One figure is wanted here: how many lines in the entries hold the word "FieldType".

================

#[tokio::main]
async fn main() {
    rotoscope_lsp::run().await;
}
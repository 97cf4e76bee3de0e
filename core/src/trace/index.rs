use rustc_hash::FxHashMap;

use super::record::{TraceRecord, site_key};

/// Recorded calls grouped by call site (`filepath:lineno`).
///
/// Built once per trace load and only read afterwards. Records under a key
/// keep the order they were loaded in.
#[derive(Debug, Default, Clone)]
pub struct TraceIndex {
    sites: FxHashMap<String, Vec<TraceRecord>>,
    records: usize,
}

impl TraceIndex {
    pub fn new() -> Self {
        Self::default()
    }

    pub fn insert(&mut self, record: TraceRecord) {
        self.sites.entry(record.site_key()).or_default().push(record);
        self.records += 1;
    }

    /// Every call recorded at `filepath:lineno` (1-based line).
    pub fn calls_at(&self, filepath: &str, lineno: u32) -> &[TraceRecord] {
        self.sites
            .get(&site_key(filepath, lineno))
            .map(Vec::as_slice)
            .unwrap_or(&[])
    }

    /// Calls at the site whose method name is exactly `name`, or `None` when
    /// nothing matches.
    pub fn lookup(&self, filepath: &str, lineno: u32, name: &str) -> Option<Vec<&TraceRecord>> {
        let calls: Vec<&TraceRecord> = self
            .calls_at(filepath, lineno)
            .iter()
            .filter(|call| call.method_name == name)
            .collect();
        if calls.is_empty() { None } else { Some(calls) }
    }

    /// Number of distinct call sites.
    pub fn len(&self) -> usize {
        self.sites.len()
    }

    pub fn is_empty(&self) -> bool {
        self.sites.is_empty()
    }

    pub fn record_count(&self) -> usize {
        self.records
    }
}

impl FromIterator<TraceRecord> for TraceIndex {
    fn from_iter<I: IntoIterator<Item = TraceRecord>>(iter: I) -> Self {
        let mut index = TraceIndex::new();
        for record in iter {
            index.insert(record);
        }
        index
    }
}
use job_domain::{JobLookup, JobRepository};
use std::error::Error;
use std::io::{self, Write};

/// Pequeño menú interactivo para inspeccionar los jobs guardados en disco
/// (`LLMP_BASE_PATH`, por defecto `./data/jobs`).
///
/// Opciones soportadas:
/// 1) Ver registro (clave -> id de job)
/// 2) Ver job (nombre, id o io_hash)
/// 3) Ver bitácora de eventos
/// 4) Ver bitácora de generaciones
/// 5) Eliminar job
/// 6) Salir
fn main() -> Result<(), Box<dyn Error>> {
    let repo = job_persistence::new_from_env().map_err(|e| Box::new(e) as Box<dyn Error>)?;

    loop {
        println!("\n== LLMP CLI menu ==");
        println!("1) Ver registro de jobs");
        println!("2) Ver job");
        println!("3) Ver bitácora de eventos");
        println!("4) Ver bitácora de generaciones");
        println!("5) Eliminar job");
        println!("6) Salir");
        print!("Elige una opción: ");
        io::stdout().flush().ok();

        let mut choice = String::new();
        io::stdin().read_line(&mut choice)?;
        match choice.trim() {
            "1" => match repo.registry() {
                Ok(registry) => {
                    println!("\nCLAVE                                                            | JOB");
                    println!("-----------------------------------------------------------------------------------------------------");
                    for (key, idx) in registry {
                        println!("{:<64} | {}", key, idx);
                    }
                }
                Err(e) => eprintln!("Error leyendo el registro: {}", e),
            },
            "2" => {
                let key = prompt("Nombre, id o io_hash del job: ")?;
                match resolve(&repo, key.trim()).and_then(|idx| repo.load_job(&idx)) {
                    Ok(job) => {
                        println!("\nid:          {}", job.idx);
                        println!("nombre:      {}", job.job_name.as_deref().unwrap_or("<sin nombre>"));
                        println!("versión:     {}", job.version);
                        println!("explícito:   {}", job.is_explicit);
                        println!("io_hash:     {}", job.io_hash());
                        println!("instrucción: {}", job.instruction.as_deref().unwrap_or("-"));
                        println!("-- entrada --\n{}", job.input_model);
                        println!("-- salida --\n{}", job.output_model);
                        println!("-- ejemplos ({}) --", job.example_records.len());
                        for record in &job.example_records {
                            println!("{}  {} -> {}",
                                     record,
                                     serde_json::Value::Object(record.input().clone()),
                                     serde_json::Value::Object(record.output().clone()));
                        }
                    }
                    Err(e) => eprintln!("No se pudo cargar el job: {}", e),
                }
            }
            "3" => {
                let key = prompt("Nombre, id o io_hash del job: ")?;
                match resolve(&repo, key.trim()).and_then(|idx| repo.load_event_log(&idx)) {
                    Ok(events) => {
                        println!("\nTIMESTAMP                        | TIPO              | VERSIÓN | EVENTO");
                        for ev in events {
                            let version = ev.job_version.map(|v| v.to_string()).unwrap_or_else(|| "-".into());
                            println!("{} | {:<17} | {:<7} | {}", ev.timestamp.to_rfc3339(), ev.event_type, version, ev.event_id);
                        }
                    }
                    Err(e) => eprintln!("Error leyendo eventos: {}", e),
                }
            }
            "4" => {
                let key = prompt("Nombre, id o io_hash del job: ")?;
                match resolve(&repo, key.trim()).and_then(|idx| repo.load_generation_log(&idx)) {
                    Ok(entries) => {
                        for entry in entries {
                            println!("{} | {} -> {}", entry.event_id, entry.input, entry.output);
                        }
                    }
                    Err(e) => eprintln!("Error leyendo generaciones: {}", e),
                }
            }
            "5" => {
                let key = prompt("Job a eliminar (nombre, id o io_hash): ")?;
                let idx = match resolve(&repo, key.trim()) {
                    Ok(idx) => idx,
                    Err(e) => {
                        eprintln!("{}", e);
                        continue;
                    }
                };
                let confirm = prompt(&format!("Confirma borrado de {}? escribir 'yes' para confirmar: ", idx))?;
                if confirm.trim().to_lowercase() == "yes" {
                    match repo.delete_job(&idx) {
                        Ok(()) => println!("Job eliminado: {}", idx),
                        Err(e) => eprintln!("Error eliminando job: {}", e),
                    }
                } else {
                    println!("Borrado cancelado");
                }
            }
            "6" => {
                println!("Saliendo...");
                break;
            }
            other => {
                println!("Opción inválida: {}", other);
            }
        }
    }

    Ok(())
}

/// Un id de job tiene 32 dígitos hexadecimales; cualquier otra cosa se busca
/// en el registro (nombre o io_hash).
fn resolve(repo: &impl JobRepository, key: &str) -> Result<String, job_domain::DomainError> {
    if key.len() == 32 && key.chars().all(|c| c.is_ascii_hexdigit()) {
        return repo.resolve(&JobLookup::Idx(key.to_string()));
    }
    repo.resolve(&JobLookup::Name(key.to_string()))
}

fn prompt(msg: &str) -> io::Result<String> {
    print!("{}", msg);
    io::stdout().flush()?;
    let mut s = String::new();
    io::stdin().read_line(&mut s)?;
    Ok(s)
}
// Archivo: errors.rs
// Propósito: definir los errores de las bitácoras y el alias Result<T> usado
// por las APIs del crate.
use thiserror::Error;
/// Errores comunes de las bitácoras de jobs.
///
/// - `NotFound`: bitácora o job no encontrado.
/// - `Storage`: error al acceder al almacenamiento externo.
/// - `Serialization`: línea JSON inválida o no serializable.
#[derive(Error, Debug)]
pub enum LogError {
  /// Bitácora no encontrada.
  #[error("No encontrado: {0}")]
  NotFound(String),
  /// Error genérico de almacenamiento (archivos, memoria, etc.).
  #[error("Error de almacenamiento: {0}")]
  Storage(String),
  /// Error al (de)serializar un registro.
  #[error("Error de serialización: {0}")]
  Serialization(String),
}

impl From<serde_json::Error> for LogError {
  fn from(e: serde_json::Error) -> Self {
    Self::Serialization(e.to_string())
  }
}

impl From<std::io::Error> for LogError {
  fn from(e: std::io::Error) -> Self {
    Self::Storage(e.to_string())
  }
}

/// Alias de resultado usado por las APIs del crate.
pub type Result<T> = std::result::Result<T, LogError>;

================

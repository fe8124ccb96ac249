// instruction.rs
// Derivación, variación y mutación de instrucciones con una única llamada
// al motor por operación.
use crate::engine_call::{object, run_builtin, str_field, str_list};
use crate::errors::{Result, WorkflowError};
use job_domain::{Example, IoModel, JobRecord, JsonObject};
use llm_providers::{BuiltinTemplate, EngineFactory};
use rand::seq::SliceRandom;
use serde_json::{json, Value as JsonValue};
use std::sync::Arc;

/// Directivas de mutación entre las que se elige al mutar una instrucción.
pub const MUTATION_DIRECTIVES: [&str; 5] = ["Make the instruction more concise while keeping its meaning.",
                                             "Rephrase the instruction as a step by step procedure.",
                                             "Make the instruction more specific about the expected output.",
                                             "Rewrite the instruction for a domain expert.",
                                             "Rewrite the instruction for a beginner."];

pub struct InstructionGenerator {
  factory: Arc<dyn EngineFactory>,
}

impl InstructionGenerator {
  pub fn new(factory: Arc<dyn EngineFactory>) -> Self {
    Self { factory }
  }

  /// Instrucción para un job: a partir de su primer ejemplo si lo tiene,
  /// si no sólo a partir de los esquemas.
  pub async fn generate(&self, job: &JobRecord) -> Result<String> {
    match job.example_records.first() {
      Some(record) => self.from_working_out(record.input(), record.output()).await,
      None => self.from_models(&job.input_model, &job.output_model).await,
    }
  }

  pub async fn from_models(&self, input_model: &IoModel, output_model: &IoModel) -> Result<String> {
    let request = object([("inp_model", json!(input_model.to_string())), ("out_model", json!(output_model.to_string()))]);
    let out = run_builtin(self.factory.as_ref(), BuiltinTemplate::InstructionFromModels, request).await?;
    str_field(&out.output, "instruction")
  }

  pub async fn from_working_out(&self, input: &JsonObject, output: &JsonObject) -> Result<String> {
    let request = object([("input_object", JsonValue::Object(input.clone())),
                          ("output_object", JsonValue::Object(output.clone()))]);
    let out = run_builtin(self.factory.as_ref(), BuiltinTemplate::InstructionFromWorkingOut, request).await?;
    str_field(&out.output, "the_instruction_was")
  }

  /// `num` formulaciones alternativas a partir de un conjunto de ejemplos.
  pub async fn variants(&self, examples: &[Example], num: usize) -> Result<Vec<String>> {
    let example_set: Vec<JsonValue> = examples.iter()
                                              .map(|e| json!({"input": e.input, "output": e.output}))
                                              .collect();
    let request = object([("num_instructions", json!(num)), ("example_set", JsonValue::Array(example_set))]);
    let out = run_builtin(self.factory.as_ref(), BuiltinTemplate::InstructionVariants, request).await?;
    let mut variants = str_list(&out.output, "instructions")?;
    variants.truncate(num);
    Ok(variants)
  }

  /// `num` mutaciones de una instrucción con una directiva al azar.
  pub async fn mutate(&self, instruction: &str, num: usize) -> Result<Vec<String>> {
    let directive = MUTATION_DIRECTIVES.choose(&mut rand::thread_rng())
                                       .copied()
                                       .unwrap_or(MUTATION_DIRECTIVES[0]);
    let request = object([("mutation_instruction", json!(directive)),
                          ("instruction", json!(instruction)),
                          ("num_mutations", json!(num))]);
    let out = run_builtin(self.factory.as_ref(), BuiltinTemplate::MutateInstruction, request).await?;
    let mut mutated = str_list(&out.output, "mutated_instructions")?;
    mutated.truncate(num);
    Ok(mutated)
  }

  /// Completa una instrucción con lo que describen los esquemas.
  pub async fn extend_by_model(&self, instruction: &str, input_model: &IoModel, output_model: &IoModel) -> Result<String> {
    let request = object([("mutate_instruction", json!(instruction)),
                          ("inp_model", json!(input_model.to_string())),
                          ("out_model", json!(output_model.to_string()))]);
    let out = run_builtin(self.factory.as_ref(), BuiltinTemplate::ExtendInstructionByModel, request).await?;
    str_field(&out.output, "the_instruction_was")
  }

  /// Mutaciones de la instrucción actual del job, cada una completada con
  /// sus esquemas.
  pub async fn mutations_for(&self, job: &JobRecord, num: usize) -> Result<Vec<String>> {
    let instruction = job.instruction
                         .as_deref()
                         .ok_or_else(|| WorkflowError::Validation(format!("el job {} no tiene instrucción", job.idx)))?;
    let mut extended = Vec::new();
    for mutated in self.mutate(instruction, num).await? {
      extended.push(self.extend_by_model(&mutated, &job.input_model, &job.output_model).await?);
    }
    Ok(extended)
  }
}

================

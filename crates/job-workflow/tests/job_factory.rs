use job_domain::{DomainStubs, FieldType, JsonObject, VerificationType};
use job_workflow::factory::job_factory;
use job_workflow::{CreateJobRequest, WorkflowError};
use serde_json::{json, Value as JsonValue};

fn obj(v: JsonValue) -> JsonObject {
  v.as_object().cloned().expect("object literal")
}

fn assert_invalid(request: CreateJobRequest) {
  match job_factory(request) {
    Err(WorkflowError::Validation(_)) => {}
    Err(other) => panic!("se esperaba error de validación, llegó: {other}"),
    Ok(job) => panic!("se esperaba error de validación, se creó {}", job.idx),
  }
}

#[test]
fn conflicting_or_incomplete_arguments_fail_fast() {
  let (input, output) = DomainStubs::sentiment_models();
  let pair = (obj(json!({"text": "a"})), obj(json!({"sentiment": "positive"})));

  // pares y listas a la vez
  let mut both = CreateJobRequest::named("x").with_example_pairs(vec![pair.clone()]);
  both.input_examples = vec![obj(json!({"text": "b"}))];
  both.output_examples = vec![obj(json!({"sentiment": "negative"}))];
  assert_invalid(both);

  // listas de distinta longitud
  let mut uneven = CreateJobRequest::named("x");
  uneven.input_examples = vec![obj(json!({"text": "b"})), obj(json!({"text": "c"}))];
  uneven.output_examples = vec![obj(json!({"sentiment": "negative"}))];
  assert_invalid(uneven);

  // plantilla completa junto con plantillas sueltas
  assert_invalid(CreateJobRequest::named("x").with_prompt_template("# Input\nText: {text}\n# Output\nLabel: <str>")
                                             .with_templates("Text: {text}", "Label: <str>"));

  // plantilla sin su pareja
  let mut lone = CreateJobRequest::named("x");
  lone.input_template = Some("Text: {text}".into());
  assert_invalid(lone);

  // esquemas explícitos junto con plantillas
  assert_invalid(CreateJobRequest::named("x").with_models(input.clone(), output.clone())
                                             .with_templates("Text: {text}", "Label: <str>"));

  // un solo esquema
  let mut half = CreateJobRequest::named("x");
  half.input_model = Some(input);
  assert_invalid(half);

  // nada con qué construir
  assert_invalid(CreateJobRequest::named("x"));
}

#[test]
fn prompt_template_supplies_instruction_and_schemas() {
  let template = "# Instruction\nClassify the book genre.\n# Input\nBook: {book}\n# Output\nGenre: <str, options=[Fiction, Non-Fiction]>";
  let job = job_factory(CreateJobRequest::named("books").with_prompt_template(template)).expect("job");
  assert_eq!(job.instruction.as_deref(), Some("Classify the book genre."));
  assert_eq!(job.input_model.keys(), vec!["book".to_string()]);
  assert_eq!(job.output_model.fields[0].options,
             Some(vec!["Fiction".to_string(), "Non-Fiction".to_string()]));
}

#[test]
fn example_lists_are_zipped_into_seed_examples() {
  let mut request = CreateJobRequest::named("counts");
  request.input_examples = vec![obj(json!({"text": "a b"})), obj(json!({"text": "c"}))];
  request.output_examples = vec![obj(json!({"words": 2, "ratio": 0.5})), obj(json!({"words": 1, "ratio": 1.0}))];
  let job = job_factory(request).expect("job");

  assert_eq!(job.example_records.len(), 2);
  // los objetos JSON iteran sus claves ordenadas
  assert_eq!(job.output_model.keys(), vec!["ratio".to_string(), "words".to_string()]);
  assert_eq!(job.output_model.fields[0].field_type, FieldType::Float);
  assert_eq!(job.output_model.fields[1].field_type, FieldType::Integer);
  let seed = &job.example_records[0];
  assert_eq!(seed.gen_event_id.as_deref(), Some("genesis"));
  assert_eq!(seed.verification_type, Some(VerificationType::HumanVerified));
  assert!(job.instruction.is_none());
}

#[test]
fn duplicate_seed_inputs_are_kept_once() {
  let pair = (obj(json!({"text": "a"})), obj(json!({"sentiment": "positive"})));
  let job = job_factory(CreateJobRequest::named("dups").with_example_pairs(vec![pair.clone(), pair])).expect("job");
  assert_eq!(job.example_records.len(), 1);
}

================

• Response to this task:
3